When specifically considering Payment Card Industry (PCI) compliance and environments that process payment card data, however, the cost savings and efficiencies traditionally associated with computing monocultures become even more compelling. There are a number of specific requirements in the PCI Data Security Standard that are more costly to comply with as the diversity of the environment increases. Thus, there is a direct correlation between platform and application diversity and the cost and effort associated with achieving and maintaining compliance with the PCI Data Security Standard.

Consider PCI requirement 2.2, which requires secure configuration standards for all system components in the cardholder environment. This means that for every type of router, firewall, network device, operating system, etc. in your PCI-relevant environment (i.e. the environment where cardholder data is transmitted, processed, or stored), you need to develop, document, maintain, and implement system-specific configuration standards.

Back when I was performing PCI audits, I would validate this control by:


• Reviewing the specific configuration standards
• Reviewing the model and mechanism used to implement these standards (e.g. install scripts, gold disks, JumpStart or KickStart configurations, router configuration templates)
• Reviewing the actual configuration on the deployed system to ensure that the standards had been implemented, not just documented

The audit cost for assessing PCI requirement 2.2 goes up with each additional platform supported, and you can also see how the costs associated with creating, managing, and applying these standards increase as the environment becomes more diverse.

This cost to diversity relationship exists in many other PCI requirements - clear examples include:


Requirement 6.1 - Requires that all in-scope components have the most recent security patches installed (within one month of release). More platforms to patch will often mean more patches to test, more change management requests to submit, more tools needed to apply the patches . . .
Requirement 6.2 - Requires a process for monitoring vulnerabilities and security issues related to in-scope components. Also requires that configuration standards be updated as needed based on this new information.
Requirements 11.2 and 11.3 - Require regular vulnerability scanning (quarterly and after significant changes) and penetration testing (annually and after significant changes). Having performed these services for a number of years as a security consultant, I can validate that the price associated with either of these endeavors increases as the number of platforms evaluated rises.

Of course, this doesn't mean I'm advising you to scrap your current credit card processing environment and standardize on a single vendor's solution. Retail and e-commerce card systems and applications are complex beasts and it is difficult or impossible to find a single platform to run all of the systems required (e.g. credit switches, point of sale, fraud monitoring and loss prevention, sales audit, loyalty and affinity marketing, etc.).

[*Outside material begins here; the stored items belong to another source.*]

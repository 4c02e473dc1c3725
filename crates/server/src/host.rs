//! Capability trait the command dispatcher uses to touch the world.
//!
//! The dispatcher never talks to the engine directly; everything it can do
//! to a world goes through `HostWorld`. Tests substitute their own worlds,
//! and the engine stays free of any protocol knowledge.

use rustberry_engine::world::World;
use rustberry_engine::world::block::BlockState;
use rustberry_engine::world::position::{BlockPos, Vec3};

/// Stable integer identity of an entity, as exposed on the wire.
pub type ActorId = i32;

/// Everything a command handler may do to the host world.
pub trait HostWorld: Send + Sync {
    fn get_block(&self, pos: BlockPos) -> BlockState;
    fn set_block(&self, pos: BlockPos, state: BlockState);

    /// Connected player ids in join order.
    fn player_ids(&self) -> Vec<ActorId>;
    /// Player id by exact name match.
    fn resolve_player(&self, name: &str) -> Option<ActorId>;
    /// The earliest-joined player, target of the `player.*` namespace.
    fn first_player(&self) -> Option<ActorId>;

    fn has_entity(&self, id: ActorId) -> bool;
    fn position(&self, id: ActorId) -> Option<Vec3>;
    fn set_position(&self, id: ActorId, pos: Vec3);
    /// (yaw, pitch) in degrees.
    fn rotation(&self, id: ActorId) -> Option<(f32, f32)>;
    fn set_rotation(&self, id: ActorId, yaw: f32, pitch: f32);
    fn entity_name(&self, id: ActorId) -> Option<String>;

    fn broadcast_chat(&self, message: &str);
}

impl HostWorld for World {
    fn get_block(&self, pos: BlockPos) -> BlockState {
        World::get_block(self, pos)
    }

    fn set_block(&self, pos: BlockPos, state: BlockState) {
        World::set_block(self, pos, state)
    }

    fn player_ids(&self) -> Vec<ActorId> {
        self.entities().player_ids()
    }

    fn resolve_player(&self, name: &str) -> Option<ActorId> {
        self.entities().find_player(name)
    }

    fn first_player(&self) -> Option<ActorId> {
        self.entities().first_player()
    }

    fn has_entity(&self, id: ActorId) -> bool {
        self.entities().contains(id)
    }

    fn position(&self, id: ActorId) -> Option<Vec3> {
        self.entities().get(id).map(|e| e.pos)
    }

    fn set_position(&self, id: ActorId, pos: Vec3) {
        self.entities().set_position(id, pos)
    }

    fn rotation(&self, id: ActorId) -> Option<(f32, f32)> {
        self.entities().get(id).map(|e| (e.yaw, e.pitch))
    }

    fn set_rotation(&self, id: ActorId, yaw: f32, pitch: f32) {
        self.entities().set_rotation(id, yaw, pitch)
    }

    fn entity_name(&self, id: ActorId) -> Option<String> {
        self.entities().get(id).map(|e| e.name)
    }

    fn broadcast_chat(&self, message: &str) {
        World::broadcast_chat(self, message)
    }
}
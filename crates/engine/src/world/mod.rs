pub mod block;
pub mod position;

use crate::entity::EntityRegistry;
use block::BlockState;
use dashmap::DashMap;
use position::BlockPos;
use std::sync::Mutex;
use tracing::info;

/// The host world: sparse block lattice plus the entities that live in it.
///
/// Thread-safe throughout -- blocks are lock-sharded by `DashMap`, entities
/// sit behind their own registry lock, and chat history behind a short-lived
/// mutex. No method holds a lock across anything blocking.
pub struct World {
    blocks: DashMap<BlockPos, BlockState>,
    entities: EntityRegistry,
    chat: Mutex<Vec<String>>,
}

impl World {
    pub fn new() -> Self {
        Self {
            blocks: DashMap::new(),
            entities: EntityRegistry::new(),
            chat: Mutex::new(Vec::new()),
        }
    }

    /// Read a block at an absolute position. Unset cells are AIR.
    pub fn get_block(&self, pos: BlockPos) -> BlockState {
        match self.blocks.get(&pos) {
            Some(state) => *state,
            None => BlockState::AIR,
        }
    }

    /// Write a block at an absolute position.
    ///
    /// Takes `&self` (not `&mut self`) because `DashMap` provides interior
    /// mutability via per-shard locking. AIR removes the cell so storage
    /// stays proportional to the non-empty world.
    pub fn set_block(&self, pos: BlockPos, state: BlockState) {
        if state == BlockState::AIR {
            self.blocks.remove(&pos);
        } else {
            self.blocks.insert(pos, state);
        }
    }

    /// Number of non-air cells currently stored.
    pub fn block_count(&self) -> usize {
        self.blocks.len()
    }

    pub fn entities(&self) -> &EntityRegistry {
        &self.entities
    }

    /// Deliver a chat message to everyone in the world.
    pub fn broadcast_chat(&self, message: &str) {
        info!(text = message, "chat broadcast");
        self.chat
            .lock()
            .expect("chat history poisoned")
            .push(message.to_owned());
    }

    /// Every message broadcast so far, in order.
    pub fn chat_history(&self) -> Vec<String> {
        self.chat.lock().expect("chat history poisoned").clone()
    }
}

impl Default for World {
    fn default() -> Self {
        Self::new()
    }
}
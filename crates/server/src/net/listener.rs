//! TCP listener: accepts clients and registers their sessions.

use std::net::SocketAddr;
use std::sync::Arc;

use anyhow::{Context, Result};
use tokio::net::{TcpListener, TcpSocket};
use tracing::{info, warn};

use crate::net::session::Session;
use crate::tick::SessionSet;

pub struct Listener {
    inner: TcpListener,
}

impl Listener {
    /// Bind the API port. Failure here is fatal to startup, so it is
    /// returned rather than logged.
    pub fn bind(addr: &str) -> Result<Listener> {
        let addr: SocketAddr = addr.parse().with_context(|| format!("bad bind address {addr:?}"))?;
        let socket = if addr.is_ipv4() {
            TcpSocket::new_v4()
        } else {
            TcpSocket::new_v6()
        }
        .context("create listener socket")?;
        // Lets a restarted server rebind while old connections linger in
        // TIME_WAIT.
        socket.set_reuseaddr(true).context("set SO_REUSEADDR")?;
        socket
            .bind(addr)
            .with_context(|| format!("bind {addr}"))?;
        let inner = socket.listen(1024).context("listen")?;
        Ok(Listener { inner })
    }

    pub fn local_addr(&self) -> Result<SocketAddr> {
        self.inner.local_addr().context("listener local address")
    }

    /// Accept clients forever. Individual accept or handshake failures are
    /// logged and the loop keeps serving.
    pub async fn run(self, sessions: Arc<SessionSet>) {
        match self.local_addr() {
            Ok(addr) => info!(%addr, "listening"),
            Err(_) => info!("listening"),
        }
        loop {
            match self.inner.accept().await {
                Ok((stream, _)) => match Session::open(stream, sessions.allocate_id()) {
                    Ok(session) => sessions.register(session),
                    Err(err) => warn!(error = %err, "failed to open session"),
                },
                Err(err) => warn!(error = %err, "accept failed"),
            }
        }
    }
}
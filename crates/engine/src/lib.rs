//! Minimal voxel world host.
//!
//! Provides the three things an API frontend needs from a world: sparse
//! block storage, an entity registry, and chat broadcast. Everything is
//! interior-mutable and safe to share behind an `Arc`.

pub mod entity;
pub mod world;
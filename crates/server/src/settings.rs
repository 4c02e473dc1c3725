//! Runtime-tunable server settings.

use std::sync::atomic::{AtomicUsize, Ordering};

/// Default cap on commands drained per session per tick.
pub const DEFAULT_MAX_COMMANDS_PER_TICK: usize = 9000;

/// Settings read every tick and mutable while the server runs. A change
/// takes effect on the next tick.
pub struct Settings {
    max_commands_per_tick: AtomicUsize,
}

impl Settings {
    pub fn new(max_commands_per_tick: usize) -> Self {
        Self {
            max_commands_per_tick: AtomicUsize::new(max_commands_per_tick),
        }
    }

    pub fn max_commands_per_tick(&self) -> usize {
        self.max_commands_per_tick.load(Ordering::Relaxed)
    }

    pub fn set_max_commands_per_tick(&self, limit: usize) {
        self.max_commands_per_tick.store(limit, Ordering::Relaxed);
    }
}

impl Default for Settings {
    fn default() -> Self {
        Self::new(DEFAULT_MAX_COMMANDS_PER_TICK)
    }
}
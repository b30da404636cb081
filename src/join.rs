use std::thread;

use anyhow::Error;

use crate::{capture::capture, check::raise, drop::defer};

/// A builder object that can be used to configure and run a [`join`](join()).
#[derive(Clone, Default)]
pub struct JoinBuilder {
    name: Option<String>,
}

impl JoinBuilder {
    /// Creates a new [`JoinBuilder`] with default configuration.
    pub fn new() -> Self {
        Self::default()
    }

    /// Sets the base name of the unit threads.
    ///
    /// Each thread spawned will be named according to this base name and the
    /// unit's position in the submitted sequence, and will log its start and
    /// exit.
    pub fn name<N: Into<String>>(self, name: N) -> Self {
        Self {
            name: Some(name.into()),
        }
    }

    /// Runs every unit in `units` on its own thread and waits for all of
    /// them to finish.
    ///
    /// See [`join`](join()) for the full semantics.
    pub fn run<I, F>(self, units: I)
    where
        I: IntoIterator<Item = F>,
        F: FnOnce() + Send,
    {
        let first_failure = thread::scope(|scope| {
            let (report, outcomes) = crossbeam_channel::unbounded();
            for (index, unit) in units.into_iter().enumerate() {
                let report = report.clone();
                let name = self.name.as_ref().map(|base| format!("{base}-{index}"));
                let mut builder = thread::Builder::new();
                if let Some(name) = &name {
                    builder = builder.name(name.clone());
                }
                let reporter = report.clone();
                let spawned = builder.spawn_scoped(scope, move || {
                    let _guard;
                    if let Some(name) = name {
                        log::trace!("unit '{name}' starting");
                        _guard = defer(move || log::trace!("unit '{name}' exiting"));
                    }
                    reporter.send(capture(unit).err()).ok();
                });
                if let Err(err) = spawned {
                    report
                        .send(Some(Error::new(err).context("spawning unit thread")))
                        .ok();
                }
            }
            drop(report);

            // Every wrapper reports exactly once, and the channel disconnects
            // once all of them have. The first failure received wins.
            let mut first = None;
            for failure in outcomes.into_iter().flatten() {
                if first.is_none() {
                    first = Some(failure);
                } else {
                    log::debug!("discarding additional unit failure: {failure:#}");
                }
            }
            first
        });

        if let Some(failure) = first_failure {
            raise(failure);
        }
    }
}

/// Runs every unit of work in `units` on its own thread, waits for all of
/// them to finish, and raises the first failure reported, if any.
///
/// Each unit runs under [`capture`], so a failure raised inside one unit
/// becomes that unit's outcome instead of tearing down the process, and never
/// terminates its siblings: all units always run to completion. Once every
/// unit has finished, the first failure reported is raised in the caller's
/// context, where an enclosing [`capture`] turns it back into an ordinary
/// [`Err`]. If no unit failed, `join` returns normally. At most one failure
/// is raised per call; when several units fail, which failure wins depends on
/// the order their threads finish. Submitting zero units is a valid no-op.
///
/// Every unit gets a dedicated OS thread. There is no pooling and no limit,
/// which makes `join` unsuitable for unbounded unit counts without an
/// external limiter.
///
/// If a unit's thread cannot be spawned, the spawn error is reported as that
/// unit's failure; the remaining units are still launched.
///
/// # Examples
///
/// ```
/// use must::{capture, check, join};
///
/// let outcome = capture(|| {
///     join(["Cargo.toml", "src/lib.rs"].map(|path| {
///         move || {
///             check(std::fs::metadata(path));
///         }
///     }));
/// });
/// assert!(outcome.is_ok());
/// ```
pub fn join<I, F>(units: I)
where
    I: IntoIterator<Item = F>,
    F: FnOnce() + Send,
{
    JoinBuilder::new().run(units);
}

/// Variadic form of [`join`](join()) for units of different closure types.
///
/// # Examples
///
/// ```
/// use must::{capture, join, raise, Error};
///
/// let failure = capture(|| {
///     join!(
///         || println!("side A"),
///         || raise(Error::msg("disk full")),
///     )
/// })
/// .unwrap_err();
/// assert_eq!(failure.to_string(), "disk full");
/// ```
#[macro_export]
macro_rules! join {
    () => {
        $crate::join(::std::iter::empty::<fn()>())
    };
    ($($unit:expr),+ $(,)?) => {
        $crate::join([$(
            ::std::boxed::Box::new($unit)
                as ::std::boxed::Box<dyn ::std::ops::FnOnce() + ::std::marker::Send + '_>
        ),+])
    };
}
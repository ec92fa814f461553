pub mod aerotech_data;
pub mod consts;
pub mod parser;
pub mod reading;

use std::{
    fs::{self, OpenOptions},
    io::{self, Write},
    path::Path,
};

use aerotech_data::AeroTechData;
use consts::RECORD_SIZE;
use log::debug;
use parser::DeserializationError;
use thiserror::Error;

#[derive(Error, Debug)]
pub enum AeroTechError {
    #[error("Failed to read record file: {0}")]
    ReadFile(io::Error),
    #[error("Failed to write record file: {0}")]
    WriteFile(io::Error),
    #[error("Failed to deserialize data: {0}")]
    DeserializeData(DeserializationError),
    #[error("Failed to serialize reading: {0}")]
    SerializeJson(serde_json::Error),
    #[error("Reading '{0}' is not a finite number")]
    NonFiniteReading(&'static str),
}

/// Splits a record log into its [RECORD_SIZE]-byte records.
pub fn records_from_bytes(data: &[u8]) -> Result<Vec<AeroTechData>, DeserializationError> {
    let trailing = data.len() % RECORD_SIZE;
    if trailing != 0 {
        return Err(DeserializationError::TrailingBytes(trailing));
    }
    data.chunks_exact(RECORD_SIZE)
        .map(AeroTechData::deserialize_from_bytes)
        .collect()
}

pub fn records_to_bytes(records: &[AeroTechData]) -> Vec<u8> {
    let mut bytes: Vec<u8> = Vec::with_capacity(records.len() * RECORD_SIZE);
    for record in records {
        bytes.extend_from_slice(&record.serialize_to_bytes());
    }
    bytes
}

fn get_raw_record_bytes(path: &Path) -> Result<Vec<u8>, AeroTechError> {
    match fs::read(path) {
        Ok(bytes) => Ok(bytes),
        Err(e) if e.kind() == io::ErrorKind::NotFound => {
            debug!("{} does not exist, treating as empty", path.display());
            Ok(Vec::new())
        }
        Err(e) => Err(AeroTechError::ReadFile(e)),
    }
}

/// Reads every record in the log at `path`. A missing file is an empty log.
pub fn read_records(path: impl AsRef<Path>) -> Result<Vec<AeroTechData>, AeroTechError> {
    let path = path.as_ref();
    let bytes = get_raw_record_bytes(path)?;
    let records = records_from_bytes(&bytes).map_err(AeroTechError::DeserializeData)?;
    debug!("read {} records from {}", records.len(), path.display());
    Ok(records)
}

/// Replaces the log at `path` with `records`.
pub fn write_records(
    path: impl AsRef<Path>,
    records: &[AeroTechData],
) -> Result<(), AeroTechError> {
    let path = path.as_ref();
    fs::write(path, records_to_bytes(records)).map_err(AeroTechError::WriteFile)?;
    debug!("wrote {} records to {}", records.len(), path.display());
    Ok(())
}

/// Appends one record to the log at `path`, creating it if needed.
/// Refuses to append to a log that ends in a partial record.
pub fn append_record(path: impl AsRef<Path>, record: &AeroTechData) -> Result<(), AeroTechError> {
    let path = path.as_ref();
    let mut file = OpenOptions::new()
        .create(true)
        .append(true)
        .open(path)
        .map_err(AeroTechError::WriteFile)?;
    let len = file.metadata().map_err(AeroTechError::ReadFile)?.len();
    let trailing = (len % RECORD_SIZE as u64) as usize;
    if trailing != 0 {
        return Err(AeroTechError::DeserializeData(
            DeserializationError::TrailingBytes(trailing),
        ));
    }
    file.write_all(&record.serialize_to_bytes())
        .map_err(AeroTechError::WriteFile)?;
    debug!("appended record to {}", path.display());
    Ok(())
}
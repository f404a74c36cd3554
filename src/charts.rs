use crate::analysis::AnalysisResult;
use crate::config::{ChartLimits, contains_any};
use crate::dataset::Dataset;
use crate::distribution::value_distribution;
use percent_encoding::{AsciiSet, NON_ALPHANUMERIC, utf8_percent_encode};
use serde::Serialize;
use serde_json::{Value, json};
use std::cmp::Ordering;
use std::fmt;

pub const PALETTE: [&str; 6] = ["#EA580C", "#FB923C", "#FED7AA", "#FDBA74", "#F97316", "#C2410C"];

/// Characters left alone by JavaScript's `encodeURIComponent`.
const URI_COMPONENT: &AsciiSet = &NON_ALPHANUMERIC
    .remove(b'-')
    .remove(b'_')
    .remove(b'.')
    .remove(b'!')
    .remove(b'~')
    .remove(b'*')
    .remove(b'\'')
    .remove(b'(')
    .remove(b')');

const BAR_LABEL_CHARS: usize = 15;
const SLICE_LABEL_CHARS: usize = 12;

#[derive(Debug, Clone, Copy, PartialEq, Eq, Serialize)]
#[serde(rename_all = "lowercase")]
pub enum ChartKind {
    Bar,
    Doughnut,
    Line,
}

impl fmt::Display for ChartKind {
    fn fmt(&self, f: &mut fmt::Formatter<'_>) -> fmt::Result {
        f.write_str(match self {
            ChartKind::Bar => "bar",
            ChartKind::Doughnut => "doughnut",
            ChartKind::Line => "line",
        })
    }
}

/// A chart configuration ready for an external chart-image service.
#[derive(Debug, Clone, PartialEq, Serialize)]
pub struct ChartArtifact {
    pub kind: ChartKind,
    pub title: String,
    pub description: String,
    pub config: Value,
}

impl ChartArtifact {
    pub fn chart_url(&self, base: &str, width: u32, height: u32) -> String {
        let encoded = utf8_percent_encode(&self.config.to_string(), URI_COMPONENT).to_string();
        format!("{base}?c={encoded}&width={width}&height={height}&devicePixelRatio=2")
    }
}

fn truncate(label: &str, max_chars: usize) -> String {
    label.chars().take(max_chars).collect()
}

fn title_plugin(text: &str) -> Value {
    json!({
        "display": true,
        "text": text,
        "font": { "size": 16, "weight": "bold" }
    })
}

fn value_axes() -> Value {
    json!({
        "y": { "beginAtZero": true, "grid": { "color": "#E5E7EB" } },
        "x": { "grid": { "display": false } }
    })
}

pub struct ChartSelector<'a> {
    limits: &'a ChartLimits,
}

impl<'a> ChartSelector<'a> {
    pub fn new(limits: &'a ChartLimits) -> Self {
        ChartSelector { limits }
    }

    /// Up to three charts in a fixed order: top-N bar, category doughnut, trend
    /// line. Each is skipped when its data is not there.
    pub fn select(&self, dataset: &Dataset, analysis: &AnalysisResult) -> Vec<ChartArtifact> {
        [
            self.top_bar(dataset, analysis),
            self.category_doughnut(dataset, analysis),
            self.trend_line(dataset, analysis),
        ]
        .into_iter()
        .flatten()
        .collect()
    }

    fn top_bar(&self, dataset: &Dataset, analysis: &AnalysisResult) -> Option<ChartArtifact> {
        let metric = analysis.primary_metric()?;
        let metric_idx = dataset.column_index(metric)?;
        let label_idx = dataset
            .columns()
            .iter()
            .position(|c| contains_any(&c.to_lowercase(), &self.limits.label_keywords));

        let mut ranked: Vec<(usize, f64)> = dataset
            .rows()
            .iter()
            .enumerate()
            .filter_map(|(i, row)| row[metric_idx].as_number().map(|v| (i, v)))
            .collect();
        ranked.sort_by(|a, b| b.1.partial_cmp(&a.1).unwrap_or(Ordering::Equal));
        ranked.truncate(self.limits.top_n);
        if ranked.is_empty() {
            return None;
        }

        let labels: Vec<String> = ranked
            .iter()
            .enumerate()
            .map(|(position, (row_idx, _))| match label_idx {
                Some(idx) => truncate(&dataset.rows()[*row_idx][idx].label(), BAR_LABEL_CHARS),
                None => format!("Item {}", position + 1),
            })
            .collect();
        let values: Vec<f64> = ranked.iter().map(|(_, v)| *v).collect();
        let title = format!("Top {} by {metric}", self.limits.top_n);

        Some(ChartArtifact {
            kind: ChartKind::Bar,
            config: json!({
                "type": "bar",
                "data": {
                    "labels": labels,
                    "datasets": [{
                        "label": metric,
                        "data": values,
                        "backgroundColor": &PALETTE[..5],
                        "borderColor": PALETTE[0],
                        "borderWidth": 2
                    }]
                },
                "options": {
                    "responsive": true,
                    "plugins": { "title": title_plugin(&title), "legend": { "display": false } },
                    "scales": value_axes()
                }
            }),
            description: format!("Highest performing items based on {metric} values"),
            title,
        })
    }

    fn category_doughnut(&self, dataset: &Dataset, analysis: &AnalysisResult) -> Option<ChartArtifact> {
        let column = analysis.text_columns.iter().find(|c| {
            analysis.profile(c).is_some_and(|p| {
                let distinct = p.statistics.unique_count;
                distinct > 1 && distinct <= self.limits.category_max_distinct
            })
        })?;
        let idx = dataset.column_index(column)?;
        let mut slices = value_distribution(dataset.column(idx));
        slices.truncate(self.limits.doughnut_max_slices);
        if slices.len() < 2 {
            return None;
        }

        let labels: Vec<String> = slices
            .iter()
            .map(|s| truncate(&s.value, SLICE_LABEL_CHARS))
            .collect();
        let counts: Vec<usize> = slices.iter().map(|s| s.count).collect();
        let title = format!("{column} Distribution");

        Some(ChartArtifact {
            kind: ChartKind::Doughnut,
            config: json!({
                "type": "doughnut",
                "data": {
                    "labels": labels,
                    "datasets": [{
                        "data": counts,
                        "backgroundColor": PALETTE,
                        "borderWidth": 2,
                        "borderColor": "#FFFFFF"
                    }]
                },
                "options": {
                    "responsive": true,
                    "plugins": {
                        "title": title_plugin(&title),
                        "legend": { "position": "right", "labels": { "font": { "size": 12 } } }
                    }
                }
            }),
            description: format!("Breakdown of data by {column} categories"),
            title,
        })
    }

    fn trend_line(&self, dataset: &Dataset, analysis: &AnalysisResult) -> Option<ChartArtifact> {
        let date_column = analysis.date_columns.first()?;
        let metric = analysis.primary_metric()?;
        let (date_idx, metric_idx) = (dataset.column_index(date_column)?, dataset.column_index(metric)?);

        let mut points: Vec<_> = dataset
            .rows()
            .iter()
            .filter_map(|row| Some((row[date_idx].as_date()?, row[metric_idx].as_number()?)))
            .collect();
        points.sort_by_key(|(date, _)| *date);
        points.truncate(self.limits.trend_max_points);
        if points.len() <= 2 {
            return None;
        }

        let labels: Vec<String> = points
            .iter()
            .map(|(date, _)| date.format("%Y-%m-%d").to_string())
            .collect();
        let values: Vec<f64> = points.iter().map(|(_, v)| *v).collect();
        let title = format!("{metric} Trend Over Time");

        Some(ChartArtifact {
            kind: ChartKind::Line,
            config: json!({
                "type": "line",
                "data": {
                    "labels": labels,
                    "datasets": [{
                        "label": metric,
                        "data": values,
                        "borderColor": PALETTE[0],
                        "backgroundColor": "rgba(234, 88, 12, 0.1)",
                        "borderWidth": 3,
                        "fill": true,
                        "tension": 0.4
                    }]
                },
                "options": {
                    "responsive": true,
                    "plugins": { "title": title_plugin(&title), "legend": { "display": false } },
                    "scales": value_axes()
                }
            }),
            title: format!("{metric} Trend"),
            description: format!("Time-based trend analysis of {metric}"),
        })
    }
}

#[cfg(test)]
mod tests {
    use super::*;
    use crate::config::InsightConfig;

    fn orders() -> Dataset {
        let rows = [
            ["home", "Lamp", "40", "2024-02-03"],
            ["office", "Desk", "250", "2024-02-01"],
            ["office", "Chair with extra padding", "120", "2024-02-02"],
            ["home", "Rug", "90", ""],
            ["office", "Pen", "3", "2024-02-05"],
            ["kitchen", "Mug", "12", "2024-02-04"],
        ];
        Dataset::from_strings(
            "orders.csv",
            vec![
                "department".into(),
                "product_name".into(),
                "price".into(),
                "order_date".into(),
            ],
            rows.iter()
                .map(|r| r.iter().map(|v| v.to_string()).collect())
                .collect(),
        )
    }

    fn select(dataset: &Dataset) -> Vec<ChartArtifact> {
        let config = InsightConfig::default();
        let analysis = AnalysisResult::build(dataset, &config).unwrap();
        ChartSelector::new(&config.charts).select(dataset, &analysis)
    }

    #[test]
    fn test_selects_all_three_in_order() {
        let charts = select(&orders());
        let kinds: Vec<ChartKind> = charts.iter().map(|c| c.kind).collect();
        assert_eq!(kinds, vec![ChartKind::Bar, ChartKind::Doughnut, ChartKind::Line]);
    }

    #[test]
    fn test_top_bar_ranks_and_truncates_labels() {
        let charts = select(&orders());
        let bar = &charts[0];
        assert_eq!(bar.title, "Top 5 by price");
        assert_eq!(
            bar.config["data"]["labels"],
            json!(["Desk", "Chair with extr", "Rug", "Lamp", "Mug"])
        );
        assert_eq!(bar.config["data"]["datasets"][0]["data"][0], json!(250.0));
    }

    #[test]
    fn test_doughnut_counts_categories() {
        let charts = select(&orders());
        let doughnut = &charts[1];
        assert_eq!(doughnut.title, "department Distribution");
        assert_eq!(doughnut.config["data"]["labels"], json!(["office", "home", "kitchen"]));
        assert_eq!(doughnut.config["data"]["datasets"][0]["data"], json!([3, 2, 1]));
    }

    #[test]
    fn test_trend_sorted_by_date() {
        let charts = select(&orders());
        let line = &charts[2];
        assert_eq!(line.title, "price Trend");
        let labels = &line.config["data"]["labels"];
        assert_eq!(labels[0], json!("2024-02-01"));
        assert_eq!(labels[4], json!("2024-02-05"));
        assert_eq!(line.config["data"]["datasets"][0]["data"][0], json!(250.0));
    }

    fn kinds(dataset: &Dataset) -> Vec<ChartKind> {
        select(dataset).iter().map(|c| c.kind).collect()
    }

    fn segmented(distinct: usize) -> Dataset {
        Dataset::from_strings(
            "segments.csv",
            vec!["segment".into(), "price".into()],
            (0..12)
                .map(|i| vec![format!("s{}", i % distinct), (10 + i).to_string()])
                .collect(),
        )
    }

    /// `points` daily rows, newest first, starting 2024-01-01.
    fn dated(points: usize) -> Dataset {
        Dataset::from_strings(
            "daily.csv",
            vec!["order_date".into(), "price".into()],
            (1..=points)
                .rev()
                .map(|day| vec![format!("2024-01-{day:02}"), (day * 10).to_string()])
                .collect(),
        )
    }

    #[test]
    fn test_doughnut_cardinality_bounds() {
        assert_eq!(kinds(&segmented(1)), vec![ChartKind::Bar]);
        assert_eq!(kinds(&segmented(2)), vec![ChartKind::Bar, ChartKind::Doughnut]);
        assert_eq!(kinds(&segmented(10)), vec![ChartKind::Bar, ChartKind::Doughnut]);
        assert_eq!(kinds(&segmented(11)), vec![ChartKind::Bar]);
    }

    #[test]
    fn test_trend_needs_three_points() {
        assert_eq!(kinds(&dated(2)), vec![ChartKind::Bar]);
        assert_eq!(kinds(&dated(3)), vec![ChartKind::Bar, ChartKind::Line]);
    }

    #[test]
    fn test_trend_keeps_earliest_twenty() {
        let charts = select(&dated(25));
        let line = charts.iter().find(|c| c.kind == ChartKind::Line).unwrap();
        let labels = line.config["data"]["labels"].as_array().unwrap();
        assert_eq!(labels.len(), 20);
        assert_eq!(labels[0], json!("2024-01-01"));
        assert_eq!(labels[19], json!("2024-01-20"));
        assert_eq!(line.config["data"]["datasets"][0]["data"][0], json!(10.0));
    }

    #[test]
    fn test_unlabeled_bars_and_missing_charts() {
        let dataset = Dataset::from_strings(
            "m.csv",
            vec!["reading".into()],
            vec![vec!["1".into()], vec!["5".into()], vec!["3".into()]],
        );
        let charts = select(&dataset);
        assert_eq!(charts.len(), 1);
        assert_eq!(charts[0].config["data"]["labels"], json!(["Item 1", "Item 2", "Item 3"]));
    }

    #[test]
    fn test_chart_url_encoding() {
        let artifact = ChartArtifact {
            kind: ChartKind::Bar,
            title: "t".into(),
            description: "d".into(),
            config: json!({"type": "bar", "label": "a b"}),
        };
        assert_eq!(
            artifact.chart_url("https://quickchart.io/chart", 600, 400),
            "https://quickchart.io/chart?c=%7B%22type%22%3A%22bar%22%2C%22label%22%3A%22a%20b%22%7D&width=600&height=400&devicePixelRatio=2"
        );
    }
}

Instead, make sure you understand the effect that platform diversity has on the effort and cost that it takes to manage and maintain PCI compliance. Some questions to consider in this arena include:

• Have you done everything possible to limit the scope of PCI compliance (e.g. using network segmentation, limiting systems and applications that process in-scope data, outsourcing card processing functions as necessary)?
• Do you have the expertise to appropriately manage and secure the platforms and applications required?
• Do you have the tools needed to maintain these diverse platforms in a PCI-compliant manner (e.g. patch management systems, log management tools, file integrity monitoring software)?

In the end, maintenance costs (including those that are PCI-specific) should be an input to any important technology decision. Ensuring that these 'cost of complexity' considerations are included as a standard component of risk evaluation and decision making will help provide some basis of assessing the resource needs associated with managing PCI compliance for your chosen technologies.